Hemolytic adverse effects of intravenous immunoglobulin: modeling predicts risk reduction with anti-A/B immunoaffinity chromatography and to a lesser extent with anti-A donor screening.

Abstract

The risk of hemolytic events (HEs) with intravenous immunoglobulin (IVIG) therapy appears to be linked to isoagglutinins (anti-A and anti-B) in the product. Patient risk factors include high IVIG dose, blood group, and underlying inflammatory state. Using published anti-A and anti-B titers for IVIG products and HE rates calculated from HEs spontaneously reported to EudraVigilance, regression models were developed to infer the relationship between HE risk and IVIG isoagglutinin levels for each blood group.
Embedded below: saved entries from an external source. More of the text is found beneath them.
/* ************************************************************************ **
** This file is part of mathkern, and is licensed under EITHER the MIT      **
** license or the Apache 2.0 license, at your option.                       **
**                                                                          **
**     http://www.apache.org/licenses/LICENSE-2.0                           **
**     http://opensource.org/licenses/MIT                                   **
** ************************************************************************ */

//! Properties that cut across the kernel crates.

#[macro_use]
extern crate mathkern_assert_close;

use ::mathkern::algebra::{self, DEFAULT_EPSILON as EPS};
use ::mathkern::linalg::{self, spectral};
use ::mathkern::matrix::{arith, matrices_equal, NO_ROUNDING};
use ::mathkern::Matrix;
use ::rand::{Rng, SeedableRng, rngs::StdRng};

fn well_conditioned(n: usize, rng: &mut StdRng) -> Matrix {
    let mut m = Matrix::random_nonzero(n, n, rng);
    for i in 0..n {
        m[(i, i)] += n as f64;
    }
    m
}

fn poly_from_roots(roots: &[f64]) -> Vec<f64> {
    let mut c = vec![1.0];
    for &r in roots {
        let mut next = c.clone();
        next.push(0.0);
        for (i, &x) in c.iter().enumerate() {
            next[i + 1] -= r * x;
        }
        c = next;
    }
    c
}

fn sorted(mut xs: Vec<f64>) -> Vec<f64> {
    xs.sort_by(|a, b| a.partial_cmp(b).unwrap());
    xs
}

#[test]
fn low_degree_roots_match_their_factors() {
    let mut rng = StdRng::seed_from_u64(1);
    for deg in 1..=4 {
        for _ in 0..20 {
            // well separated, so that the comparison is meaningful
            let mut expected: Vec<f64> = (0..deg)
                .map(|i| 3.0 * i as f64 + rng.gen_range(-1.0..1.0))
                .collect();
            expected = sorted(expected);
            let scale = rng.gen_range(0.5..4.0);
            let coeffs: Vec<f64> = poly_from_roots(&expected).iter().map(|c| scale * c).collect();

            let actual = sorted(algebra::roots(&coeffs, EPS));
            assert_close!(abs=1e-9, actual, expected, "degree {}: {:?}", deg, coeffs);
        }
    }
}

#[test]
fn quintic_roots_have_small_residuals() {
    let _ = ::env_logger::try_init();
    let expected = [-2.5, -1.0, 0.5, 2.0, 4.0];
    let coeffs: Vec<f64> = poly_from_roots(&expected).iter().map(|c| 3.0 * c).collect();

    let found = algebra::roots(&coeffs, EPS);
    assert_eq!(found.len(), 5);
    for &x in &found {
        assert!(algebra::evaluate(&coeffs, x).abs() < 1e-8, "p({}) too large", x);
    }
    assert_close!(abs=1e-9, sorted(found), expected.to_vec());
}

#[test]
fn degree_falls_through_leading_zeros() {
    assert_eq!(algebra::roots(&[0.0, 0.0, 1.0], EPS), Vec::<f64>::new());
    assert_eq!(algebra::roots(&[0.0, 2.0, -4.0], EPS), vec![2.0]);
    assert_eq!(algebra::quadratic_roots(1.0, -3.0, 2.0, EPS), vec![2.0, 1.0]);
    assert_eq!(algebra::linear_roots(2.0, -4.0, EPS), vec![2.0]);
}

#[test]
fn quintic_with_triple_root() {
    // (x - 2)³ (x + 1) (x - 0.5)
    let p = poly_from_roots(&[2.0, 2.0, 2.0, -1.0, 0.5]);
    assert_close!(abs=1e-6, sorted(algebra::roots(&p, EPS)), vec![-1.0, 0.5, 2.0, 2.0, 2.0]);
}

#[test]
fn known_lu() {
    let a = Matrix::from(&[[4.0, 3.0], [6.0, 3.0]][..]);
    let lu = linalg::decompose_lu(&a).unwrap();
    assert_eq!(lu.lower, Matrix::from(&[[1.0, 0.0], [1.5, 1.0]][..]));
    assert_eq!(lu.upper, Matrix::from(&[[4.0, 3.0], [0.0, -1.5]][..]));
}

#[test]
fn transpose_is_an_involution() {
    let mut rng = StdRng::seed_from_u64(2);
    for &(r, c) in &[(1, 1), (1, 4), (3, 2), (5, 5)] {
        let a = Matrix::random_nonzero(r, c, &mut rng);
        assert_eq!(a.to_transpose().to_transpose(), a);
    }
}

#[test]
fn adjoint_determinant_identity() {
    let mut rng = StdRng::seed_from_u64(3);
    for n in 2..=4 {
        let a = well_conditioned(n, &mut rng);
        let det = linalg::determinant(&a).unwrap();
        let adj_det = linalg::determinant(&linalg::adjoint(&a).unwrap()).unwrap();
        assert_close!(rel=1e-9, adj_det, det.powi(n as i32 - 1));
    }
}

#[test]
fn determinant_paths_agree() {
    let mut rng = StdRng::seed_from_u64(4);
    for n in 1..=4 {
        let a = Matrix::random_nonzero(n, n, &mut rng);
        let by_cofactors = linalg::determinant_by_cofactors(&a).unwrap();
        let by_plu = linalg::decompose_plu(&a).unwrap().determinant();
        assert_close!(abs=1e-12, rel=1e-9, by_cofactors, by_plu);
    }
}

#[test]
fn inverses_are_inverses() {
    let mut rng = StdRng::seed_from_u64(5);
    for n in 1..=6 {
        let a = well_conditioned(n, &mut rng);
        let inv = linalg::inverse(&a).unwrap();
        assert!(arith::mul(&inv, &a).unwrap().is_identity(9), "n = {}", n);
        assert!(arith::mul(&a, &inv).unwrap().is_identity(9), "n = {}", n);

        if n <= linalg::COFACTOR_MAX_DIM {
            let by_adjoint = linalg::inverse_by_adjoint(&a).unwrap();
            assert!(matrices_equal(&inv, &by_adjoint, 9));
        }
    }
}

#[test]
fn pivoted_lu_solves_systems() {
    let mut rng = StdRng::seed_from_u64(6);
    let a = Matrix::random_nonzero(4, 4, &mut rng);
    let x: Vec<f64> = (0..4).map(|i| i as f64 - 1.5).collect();
    let b = arith::mul_vec(&a, &x).unwrap();

    // P·A·x = P·b = L·U·x
    let plu = linalg::decompose_plu(&a).unwrap();
    let pb: Vec<f64> = plu.perm.iter().map(|&i| b[i]).collect();
    let y = linalg::solve_lower(&plu.lower, &pb).unwrap();
    let solved = linalg::solve_upper(&plu.upper, &y).unwrap();
    assert_close!(abs=1e-9, solved, x);
}

#[test]
fn cholesky_of_a_gram_matrix() {
    let mut rng = StdRng::seed_from_u64(7);
    for &(r, c) in &[(3, 3), (4, 3), (5, 2)] {
        let a = Matrix::random_nonzero(r, c, &mut rng);
        let gram = arith::mul(&a.to_transpose(), &a).unwrap();
        let chol = linalg::cholesky(&gram, 8).unwrap();
        assert!(chol.positive_definite, "{}x{}", r, c);
        assert!(chol.verified, "{}x{}", r, c);
        assert!(chol.lower.is_lower(NO_ROUNDING));
        assert_eq!(chol.upper, chol.lower.to_transpose());
    }
}

#[test]
fn symmetric_eigenvalues() {
    let a = Matrix::from(&[[2.0, 1.0], [1.0, 2.0]][..]);
    let mut rng = StdRng::seed_from_u64(8);
    let values = spectral::eigenvalues(&a, EPS, &mut rng, &Default::default()).unwrap();
    assert_close!(abs=1e-12, sorted(values), vec![1.0, 3.0]);
}

#[test]
fn svd_round_trip_on_a_diagonal_matrix() {
    let acc = 10;
    let a = Matrix::from(&[[3.0, 0.0], [0.0, -2.0]][..]);
    let ata = arith::mul(&a.to_transpose(), &a).unwrap();

    let mut rng = StdRng::seed_from_u64(9);
    let values = spectral::eigenvalues(&ata, EPS, &mut rng, &Default::default()).unwrap();
    let singular = spectral::singular_values(&values, acc);
    assert_eq!(singular, vec![3.0, 2.0]);

    // AᵗA is already diagonal and sorted, so V = I
    let v = Matrix::identity(2, 2);
    let sigma = spectral::sigma_matrix(&singular, 2, 2).unwrap();
    let u = spectral::left_singular_vectors(&a, &v, &singular, acc).unwrap();

    assert_eq!(u, Matrix::from(&[[1.0, 0.0], [0.0, -1.0]][..]));
    assert!(spectral::is_orthogonal(&u, acc));
    assert!(spectral::verify_svd(&a, &u, &sigma, &v, acc));
    assert_eq!(spectral::reconstruct_svd(&u, &sigma, &v).unwrap(), a);
}
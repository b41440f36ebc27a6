/* ************************************************************************ **
** This file is part of mathkern, and is licensed under EITHER the MIT      **
** license or the Apache 2.0 license, at your option.                       **
**                                                                          **
**     http://www.apache.org/licenses/LICENSE-2.0                           **
**     http://opensource.org/licenses/MIT                                   **
** ************************************************************************ */

// Crate where serde_yaml code for the 'tasks' crate is monomorphized.
//
// The functions here also make use of serde_ignored to catch typos in the config.

// NOTE: Please make sure to use the YamlRead trait!
//       DO NOT USE serde_yaml::from_{reader,value,etc.} OUTSIDE THIS CRATE.

#[macro_use]
extern crate serde_derive;

#[macro_use]
extern crate log;

#[macro_use]
extern crate failure;

use ::std::io::Read;

pub use crate::config::*;
mod config;

pub use crate::validation::ValidatedSettings;
mod validation;

/// Provides an alternative to serde_yaml::from_reader where all of the
/// expensive codegen has already been performed in this crate.
pub trait YamlRead: for<'de> ::serde::Deserialize<'de> {
    fn from_reader(mut r: impl Read) -> Result<Self, ::serde_yaml::Error>
    { YamlRead::from_dyn_reader(&mut r) }

    fn from_dyn_reader(r: &mut dyn Read) -> Result<Self, ::serde_yaml::Error> {
        // serde_ignored needs a Deserializer, and serde_yaml::Value is one.
        Self::from_value(value_from_dyn_reader(r)?)
    }

    fn from_value(value: ::serde_yaml::Value) -> Result<Self, ::serde_yaml::Error>;
}

macro_rules! derive_yaml_read {
    ($Type:ty) => {
        impl YamlRead for $Type {
            fn from_value(value: ::serde_yaml::Value) -> Result<$Type, ::serde_yaml::Error> {
                ::serde_ignored::deserialize(
                    value,
                    |path| warn!("Unused config item (possible typo?): {}", path),
                )
            }
        }
    };
}

derive_yaml_read!{::serde_yaml::Value}
derive_yaml_read!{Settings}
derive_yaml_read!{MatrixFile}

fn value_from_dyn_reader(r: &mut dyn Read) -> Result<::serde_yaml::Value, ::serde_yaml::Error>
{ ::serde_yaml::from_reader(r) }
Applying estimated model coefficients to isoagglutinin levels associated with an IVIG (Privigen; CSL Behring, King of Prussia, PA), manufactured with and without isoagglutinin reduction steps, predicted HE risk values were generated for each product: 1) without any isoagglutinin reduction, 2) anti-A donor screening, and 3) anti-A/anti-B specific immunoaffinity chromatography (IAC; Ig IsoLo). Predicted HE risk was highest for blood group AB, followed by A and B; it was low for O. Projected population shares of HEs by blood group were similar to reported real-world data. Compared with the original process (no isoagglutinin reduction), the model predicts lower hemolytic risk with anti-A donor screening and even lower hemolytic risk with IAC isoagglutinin reduction. IAC isoagglutinin reduction is predicted to reduce the HE risk with IVIG substantially. Physicians should be especially vigilant to HE risk in patients with blood group AB and, to a lesser extent, A when using IVIG products with high anti-A titers.